赎命求官。三桂即令搜捕伏兵。名望知事泄,不得已发炮出战。中伏亦发。名望为流矢中左目,自刎。国玺战死。定国坐山巅,闻炮失序,大惊曰:“兵败矣。”跨马而奔。将士皆散。稍定,乃问驾安在。或对曰:“将至茶山。”定国沉吟曰:“君臣俱死,无益也,姑他往以图再举。”遂率兵走孟艮。

  二十四日,帝闻磨盘之败。百官争窜。昏夜失道,迷大谷中,比晓,仍故处也。辎重宫人为乱兵所掠。扈卫靳统武、旗鼓孙崇雅劫掠皇杠,降于清师。

  时溃兵散乱。敕沐天波率禁旅及文武百余前进。二十六日,抵囊本河。二十八日,抵铁壁关,即缅甸界也。缅酋遣使言:“众兵压境,诸蛮警惧。从官勿佩兵器,乃可入国。”马吉翔矫旨从之。
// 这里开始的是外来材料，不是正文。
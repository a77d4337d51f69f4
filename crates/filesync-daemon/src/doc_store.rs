//! Persistence for the documents being synchronized.
//!
//! Each document is stored as a Loro snapshot at `<state-dir>/<name>.loro`, so
//! a restarted daemon picks up the same CRDT history instead of a fresh one.

use anyhow::{Context, Result};
use filesync_core::LoroTextDocument;
use std::path::PathBuf;
use tokio::fs;
use tracing::debug;

/// Snapshot storage for documents.
pub struct DocStore {
    state_dir: PathBuf,
}

impl DocStore {
    pub fn new(state_dir: PathBuf) -> Self {
        Self { state_dir }
    }

    fn snapshot_path(&self, name: &str) -> PathBuf {
        self.state_dir.join(format!("{}.loro", name))
    }

    /// Load the stored document for `name`, or start an empty one.
    pub async fn load_or_create(&self, name: &str) -> Result<LoroTextDocument> {
        let path = self.snapshot_path(name);
        match fs::read(&path).await {
            Ok(bytes) => {
                debug!("Loaded document snapshot {:?} ({} bytes)", path, bytes.len());
                LoroTextDocument::from_snapshot(&bytes)
                    .with_context(|| format!("Failed to import snapshot {:?}", path))
            }
            Err(e) if e.kind() == std::io::ErrorKind::NotFound => {
                debug!("No snapshot for {}, starting empty document", name);
                Ok(LoroTextDocument::new())
            }
            Err(e) => Err(e).with_context(|| format!("Failed to read snapshot {:?}", path)),
        }
    }

    /// Save a snapshot of `doc` for `name`.
    pub async fn save(&self, name: &str, doc: &LoroTextDocument) -> Result<()> {
        fs::create_dir_all(&self.state_dir)
            .await
            .with_context(|| format!("Failed to create state directory {:?}", self.state_dir))?;

        let path = self.snapshot_path(name);
        let tmp = path.with_extension("loro.tmp");
        fs::write(&tmp, doc.export_snapshot()?).await?;
        fs::rename(&tmp, &path)
            .await
            .with_context(|| format!("Failed to write snapshot {:?}", path))
    }
}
  三十日,至蛮漠。缅人遣其头目通话曰:“缅土小邦,乃大明贡臣。今皇帝亲举玉趾以临,敢不伏而迎诸郊?唯是扈跸诸王及勋镇将军携有重兵,自宜次于外以图恢复疆宇。若入于小邦,是示天下以不武也,不重损我天朝威望乎?”天波见其势不可入,乃奏曰:“圣驾进缅,臣必居外矣。君臣南北,阻以大江之险,音问难通。请陛下以太子托臣,臣奉太子进茶山监国,一则可以在外调度,次亦可以遥为声援。此顾前虑后之长策,愿陛下决计。”帝曰:“兴废由天,非人力所能挽。太子尚有父子之情,奚忍遽离?”后兄华亭侯王维恭请于后,亦弗许。于是君臣哭别。
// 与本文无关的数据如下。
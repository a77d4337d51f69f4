//! filesync-core: keeps a text file on disk in agreement with a Loro CRDT document.
//!
//! This crate provides the core functionality for:
//! - Character-level diffs as retain/delete/insert edit scripts
//! - Deciding, per sync pass, whether the file or the document changed
//! - Merging external file edits into the document as a tagged transaction
//! - FileSystem, CacheStore and TextDocument trait abstractions

pub mod cache;
pub mod diff;
pub mod document;
pub mod events;
pub mod fs;
pub mod paths;
pub mod reconcile;

pub use cache::{CacheRecord, CacheStore, InMemoryCacheStore};
pub use diff::{EditOp, EditScript, compute_edit_script};
pub use document::{FILE_MERGE_ORIGIN, LoroTextDocument, TextDocument};
pub use events::{EventBus, Subscription, SyncEvent};
pub use fs::{FileSnapshot, FileSystem, InMemoryFs};
pub use reconcile::{ReconcileError, Reconciler, SyncAction, SyncReport};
  二月壬辰朔,帝次大金沙江,缅酋以四舟来迎。从官自觅舟江上,得从者六百四十六人,马九百四十余匹,俱由陆期会于缅甸。

  十八日,帝次井亘。缅人止之。不听,前进。

  二十四日,缅请大臣问故。帝遣马雄飞、邬昌琦赍敕书往谕。缅发神宗敕书,对校不同,疑其为伪。及见沐国公印,信之。盖缅国自万历二十三年请救不许,遂绝朝贡,故所知惟神宗故事也。

  当是时,李定国已遣白文选率兵迎驾至哇城下,距驻跸五六十里,而为缅人隔绝。文选遂拔营去。

  三月十七日,自河口分路。陆行者至哇城,对河离城五六里驻营。缅人疑兵夺国,率兵出战,杀伤多人。余乃散居村落。通政使束蕴金、中军姜水德缢死。

  四月初三日,传谕守关者,驾已航海赴闽,兵勿复来。盖缅人畏兵,故马吉翔以此悦其心,而不知为其所愚也。沐天波、蒲缨、王启隆等谋乘间走户腊二撤。亦不许。

  五月四日,缅王具龙舟鼓乐,遣人迎驾。五日,发井亘。七日,至哇城下,次于缅酋所居城对江。八日,进赭,始知前陆行者潘世荣等被缅人分给土人为奴,多自杀。缅人于赭置草殿数十间,编竹为城。从官各结茅散处。蛮男妇日来贸易。初至馈献颇丰,后乃渐薄。

  八月望日,为缅国朝会之期。逼令沐天波以臣礼见,令天波跣足为诸蛮先,以夸耀于诸蛮。马吉翔、李国泰等犹以令节饮后弟王维恭家。维恭有女妓黎维新,已老矣,吉翔强之为梨园舞。维新泣下曰:“今何时,顾犹为歌舞欢耶?”吉翔等怒,挞之。蒲缨家复纵博喧呼,声彻于内。时帝卧病不能禁,叹息而已。

  九月,缅人贡新谷。命分给从官之窘者。吉翔多私其亲故,邓凯以为言,吉翔击凯伤足。

  十月戊子朔,礼官请颁庚子历。从之。

  永历十四年(清顺治十七年)庚子正月丁巳朔,帝在赭,日欲出缅幸李定国营。定国恐以兵来,则缅人致难于帝。而在帝左右者,又皆偷安无智之徒,以此音尘不属。

  九月,定国迎驾,屯于近地。奏云:“前后三十余本,不知曾到?今与缅王约何地交割?”帝以答敕付缅人。定国候久无消息,复拔营去。是时士君子皆散,唯余茸一二辈。马吉翔为大学士,与司礼监李国泰相为唇齿,惟恐定国之至,于是牢笼文武,凡欲某职某衔者,俱称门生。吉翔、国泰合奏大臣三日不举火,帝怒,以玺掷之。吉翔、国泰即椎碎分给。御史任国玺请东宫开讲,进宋末贤奸利害书。帝方览,国泰恶而去之。

  永历十五年(清顺治十八年)辛丑正月辛亥朔,帝在赭。

  二月二十八日,白文选密遣缅人赍本至,云:“不敢速进者,恐有害,必要缅王送出为上策。”数日后,距行在六七十里架浮桥,将渡,已而不果。

  三月,有欲杀马吉翔、李国泰奉东宫而出者。事觉,被害。

  五月,马吉翔、李国泰进宫讲书。御史任国玺曰:“上年请开讲,则迁延不行。今日势如累卵,祸急燃眉,不思出险而托之讲书。夫日讲经筵,必须科道侍班,议军事,则有皇亲沐国,岂翔、泰二人之私事哉?”奉旨着任国玺献出险策。国玺言:“能主入缅,必能主出缅。今日事势如此,卸肩于建言之人乎?”

  太常寺博士邓居诏、礼部主事王祖望各劾翔、泰。不省。